From the library perspective “MOAR FEE CHAIRS” is the rallying cry of several communities, like the JS ecosystem. And instead of delivering reliable building blocks we can all depend on, we get endless churn and new fancy ways of doing things and not a lot of careful forethought.
BLAShave been in use for almost over 30 years without significant new features–how much of the new, feature-rich stuff is going to last that long?
How much harder is it to upgrade a library that has a bajillion overlapping features that may or may not play well together than it is to upgrade a library that does a few clearly-documented things and stops? How much harder is it to maintain, when each feature might have a user you can’t drop but additional features might not guarantee new users?
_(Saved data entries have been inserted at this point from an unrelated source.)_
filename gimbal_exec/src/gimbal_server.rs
//! # Gimbal Server Module
//!
//! This module abstracts over the networking side of the gimbal executable. The server accepts
//! connections from the operator client, allowing gimbal commands to be recieved and command
//! responses to be sent back.

// ------------------------------------------------------------------------------------------------
// IMPORTS
// ------------------------------------------------------------------------------------------------

use comms_if::{
    net::{zmq, MonitoredSocket, MonitoredSocketError, SocketOptions},
    tc::{GimbalCmd, GimbalResponse},
};
use log::warn;

use crate::params::GimbalExecParams;

// ------------------------------------------------------------------------------------------------
// STRUCTS
// ------------------------------------------------------------------------------------------------

/// An abstraction over the networking part of the gimbal executable.
///
/// The server accepts connections from the operator client, allowing commands to be recieved and
/// responses to be sent back.
pub struct GimbalServer {
    /// REP socket which accepts commands from the client
    cmd_socket: MonitoredSocket,
}

// ------------------------------------------------------------------------------------------------
// ENUMS
// ------------------------------------------------------------------------------------------------

/// Errors which can occur in the [`GimbalServer`]
#[derive(thiserror::Error, Debug)]
pub enum GimbalServerError {
    #[error("Socket error: {0}")]
    SocketError(MonitoredSocketError),

    #[error("Could not send data to the client: {0}")]
    SendError(zmq::Error),
}

// ------------------------------------------------------------------------------------------------
// IMPLS
// ------------------------------------------------------------------------------------------------

impl GimbalServer {
    /// Create a new instance of the gimbal server.
    ///
    /// This function will not wait for a connection from the client before returning.
    pub fn new(params: &GimbalExecParams) -> Result<Self, GimbalServerError> {
        // Create the zmq context
        let ctx = zmq::Context::new();

        // Create the socket options. The recv timeout is short so that polling for commands
        // doesn't stall the control cycle.
        let cmd_socket_options = SocketOptions {
            bind: true,
            block_on_first_connect: false,
            recv_timeout: 10,
            send_timeout: 10,
            ..Default::default()
        };

        // Create the socket
        let cmd_socket = MonitoredSocket::new(&ctx, zmq::REP, cmd_socket_options, &params.tc_endpoint)?;

        Ok(Self { cmd_socket })
    }

    /// Retrieve a command from the client.
    ///
    /// If `Some` is returned the user MUST call [`GimbalServer::send_response`] before the next
    /// call to this function, since the underlying socket only accepts a new request once the
    /// previous one has been replied to.
    ///
    /// `None` is returned if no command arrived within the timeout. Messages which cannot be
    /// deserialized are rejected here, with the rejection sent back to the client, so that the
    /// socket never gets stuck awaiting a reply.
    pub fn get_command(&mut self) -> Option<GimbalCmd> {
        // Read from the socket
        let msg = match self.cmd_socket.recv_msg(0) {
            Ok(m) => m,
            Err(_) => return None,
        };

        match serde_json::from_str(msg.as_str().unwrap_or("")) {
            Ok(cmd) => Some(cmd),
            Err(e) => {
                warn!("Could not deserialize command: {}", e);

                // Reply so the socket is free for the next request
                let rejection = GimbalResponse::Rejected {
                    reason: format!("Could not deserialize command: {}", e),
                };
                if let Err(e) = self.send_response(&rejection) {
                    warn!("Could not send rejection to the client: {}", e);
                }

                None
            }
        }
    }

    /// Send a response to the client based on the recieved command.
    pub fn send_response(&mut self, response: &GimbalResponse) -> Result<(), GimbalServerError> {
        // Serialize response
        let resp_str = serde_json::to_string(response)
            .expect("Response serialization failed. This should not happen");

        // Send response
        match self.cmd_socket.send(&resp_str, 0) {
            Ok(_) => Ok(()),
            Err(e) => Err(GimbalServerError::SendError(e)),
        }
    }
}

impl From<MonitoredSocketError> for GimbalServerError {
    fn from(e: MonitoredSocketError) -> Self {
        GimbalServerError::SocketError(e)
    }
}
Hell, how much harder is it to learn how to use a library that contains eighty ways of doing the same thing when compared with one or two?
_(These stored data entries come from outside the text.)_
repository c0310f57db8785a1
//! Generic logger utility functions

// ---------------------------------------------------------------------------
// IMPORTS
// ---------------------------------------------------------------------------

// External imports
use log::{self, info};
use fern;
use colored::{ColoredString, Colorize};
use thiserror::Error;

// Internal imports
use crate::session;

// Re-exports
pub use log::LevelFilter;

// ---------------------------------------------------------------------------
// ENUMERATIONS
// ---------------------------------------------------------------------------

/// Errors associated with initialising the logger.
#[derive(Debug, Error)]
pub enum LoggerInitError {
    #[error("Expected a log level less than `INFO`, found `{0}`")]
    InvalidMinLogLevel(log::LevelFilter),

    #[error("Error initialising the log file: {0}")]
    LogFileInitError(std::io::Error),

    #[error("An error occured while setting up the logger: {0}")]
    FernInitError(log::SetLoggerError)
}

// ---------------------------------------------------------------------------
// PUBLIC FUNCTIONS
// ---------------------------------------------------------------------------

/// Initialise the logger for this execution.
///
/// # Notes
///
/// - `min_level` must be greater than `log::Level::Info`.
///
/// # Safety
///
/// - This function must only be called once to prevent corrupting logs.
pub fn logger_init(
    min_level: self::LevelFilter,
    session: &session::Session
) -> Result<(), LoggerInitError> {

    if min_level < log::Level::Info {
        return Err(LoggerInitError::InvalidMinLogLevel(min_level))
    }

    // Setup the logger using fern's builder pattern
    match fern::Dispatch::new()
        .format(|out, message, record| {

            // If debug or trace include the target, otherwise don't include it
            if record.level() > log::Level::Info {
                out.finish(format_args!(
                    "[{:10.6} {}] {}: {}",
                    session::get_elapsed_seconds(),
                    level_to_str(record.level()),
                    record.target(),
                    message
                ))
            }
            else {
                out.finish(format_args!(
                    "[{:10.6} {}] {}",
                    session::get_elapsed_seconds(),
                    level_to_str(record.level()),
                    message
                ))
            }

        })
        .level(min_level)
        .level_for("zmq", LevelFilter::Info)
        .chain(std::io::stdout())
        .chain(match fern::log_file(session.log_file_path.clone()) {
            Ok(f) => f,
            Err(e) => return Err(LoggerInitError::LogFileInitError(e))
        })
        .apply() {
            Ok(_) => (),
            Err(e) => return Err(LoggerInitError::FernInitError(e))
        };

    info!("Logging initialised");
    info!("    Session epoch: {}", session::get_epoch());
    info!("    Log level: {:?}", min_level);
    info!("    Log file path: {:?}", session.log_file_path);

    Ok(())
}

// ---------------------------------------------------------------------------
// PRIVATE FUNCTIONS
// ---------------------------------------------------------------------------

/// Get the string representation of a log level
fn level_to_str(level: log::Level) -> ColoredString {
    match level {
        log::Level::Trace => "TRC".dimmed().italic(),
        log::Level::Debug => "DBG".dimmed(),
        log::Level::Info  => "INF".normal(),
        log::Level::Warn  => "WRN".yellow(),
        log::Level::Error => "ERR".red().bold()
    }
}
And remember, this is all in the context of git repos, so we kinda assume the main usecase is libraries.
That’s a lot of text, but I’m starting to suspect that we’re talking about two different things. When you say, “100% code coverage”, I hear, “100% code coverage”, which means every single line in your code is touched by a test. But then you say something like this:
What the hell does that have to do with code coverage? That’s feature coverage. Sure, every feature should have tests. But features live at a totally different level of abstraction than code. If you wanted to say, “100% feature coverage”, I’d agree with you, because my objections are with targeting 100% code coverage.
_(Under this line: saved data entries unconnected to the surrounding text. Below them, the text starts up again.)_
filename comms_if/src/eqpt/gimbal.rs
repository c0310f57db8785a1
//! # Gimbal Equipment Definitions

// ------------------------------------------------------------------------------------------------
// IMPORTS
// ------------------------------------------------------------------------------------------------

use serde::{Deserialize, Serialize};
use std::collections::HashMap;
use std::str::FromStr;

// ------------------------------------------------------------------------------------------------
// ENUMS
// ------------------------------------------------------------------------------------------------

/// The two rotational axes of the camera gimbal.
#[derive(Serialize, Deserialize, Debug, Hash, Eq, PartialEq, Copy, Clone)]
pub enum GimbalAxis {
    /// Horizontal rotation axis.
    Pan,

    /// Vertical rotation axis.
    Tilt,
}

// ------------------------------------------------------------------------------------------------
// STRUCTS
// ------------------------------------------------------------------------------------------------

/// Angle demands to be actuated by the servo controller.
///
/// Only axes which need to move are present in the map, so that redundant
/// hardware writes can be skipped.
#[derive(Serialize, Deserialize, Debug, Clone, Default)]
pub struct GimbalDems {
    /// The demanded absolute position of an axis in degrees.
    pub pos_deg: HashMap<GimbalAxis, f64>,
}

// -----------------------------------------------------------------------------------------------
// IMPLS
// -----------------------------------------------------------------------------------------------

impl GimbalAxis {
    /// All gimbal axes, in servo channel order.
    pub fn all() -> [GimbalAxis; 2] {
        [GimbalAxis::Pan, GimbalAxis::Tilt]
    }
}

impl std::fmt::Display for GimbalAxis {
    fn fmt(&self, f: &mut std::fmt::Formatter) -> std::fmt::Result {
        match self {
            GimbalAxis::Pan => write!(f, "pan"),
            GimbalAxis::Tilt => write!(f, "tilt"),
        }
    }
}

impl FromStr for GimbalAxis {
    type Err = String;

    fn from_str(s: &str) -> Result<Self, Self::Err> {
        match s.to_ascii_lowercase().as_str() {
            "pan" => Ok(GimbalAxis::Pan),
            "tilt" => Ok(GimbalAxis::Tilt),
            _ => Err(format!("{} is not a gimbal axis, expected pan or tilt", s)),
        }
    }
}
//! Utility library for Scout Rover Software

// ---------------------------------------------------------------------------
// MODULES
// ---------------------------------------------------------------------------

pub mod archive;
pub mod host;
pub mod logger;
pub mod maths;
pub mod module;
pub mod params;
pub mod session;
pub mod time;

// ---------------------------------------------------------------------------
// REEXPORTS
// ---------------------------------------------------------------------------

pub use comms_if;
Even if features live at a totally different level of abstraction, they are still impacted by the implementation flaws at the code level. Those flaws are only really reliably spotted by rigorous testing (or long-term use, which is similar).
And again, I come at this from the angle of writing and consuming libraries–if you want to talk about applications, that’s slightly different–after all, you can be doing really dumb heinous shit in an application and as long as the client doesn’t notice you still get paid.
I hold libraries meant to be building blocks for others to a much higher standard; if you don’t, that’s your choice, but I probably will prefer to avoid using your code.
But again, this comes down to a risk management problem. How much effort is required to write the test? How likely is the test to be correct? How bad would it be if the code doesn’t work as advertised? What’s the probability of the negative outcome? Assuming your test is incorrect, what’s the probability that it conceals a bug? What’s your risk tolerance?
Your risk tolerance is apparently zero, which is silly.
Considering that the code may well outlast me, and that every person who has to work around or suffer from a bug is losing valuable life force doing so, I ask you–how can you not want to make your library code as perfect as you can?
How many man-hours have been spent working around dumb bugs in, say, Node or Wordpress or Django or Rails?
The idea of risk management only applies if you can reasonably bound the risk–which, when you share a library that might be used by others, you can’t. I might accept that every once in a while my datetime library fucks up, but if somebody decides to use it for a medical records system or a critical product demo and gets bit I still have some moral responsibility for releasing bad software.
And yeah, we all throw the standard “no warranty given” stuff on our code, but that’s again not how engineering works. If we are too chickenshit to take responsibility for our code not working, we probably shouldn’t be sharing it with other people.
I’m sorry that you find writing good and thorough tests difficult, but maybe you should try working on smaller projects or just getting better at writing tests. For utility libraries and specialized things, provide you built them to be tested, it’s not that difficult.
I’d fear that would exclude reastically 80% of the useful libraries…
But the remaining 20% would probably need a lot less headdesk time.
If we ever want to make software engineering a real thing, we’ve got to start standardizing parts with published documentation and testing information. This would be a step in that direction.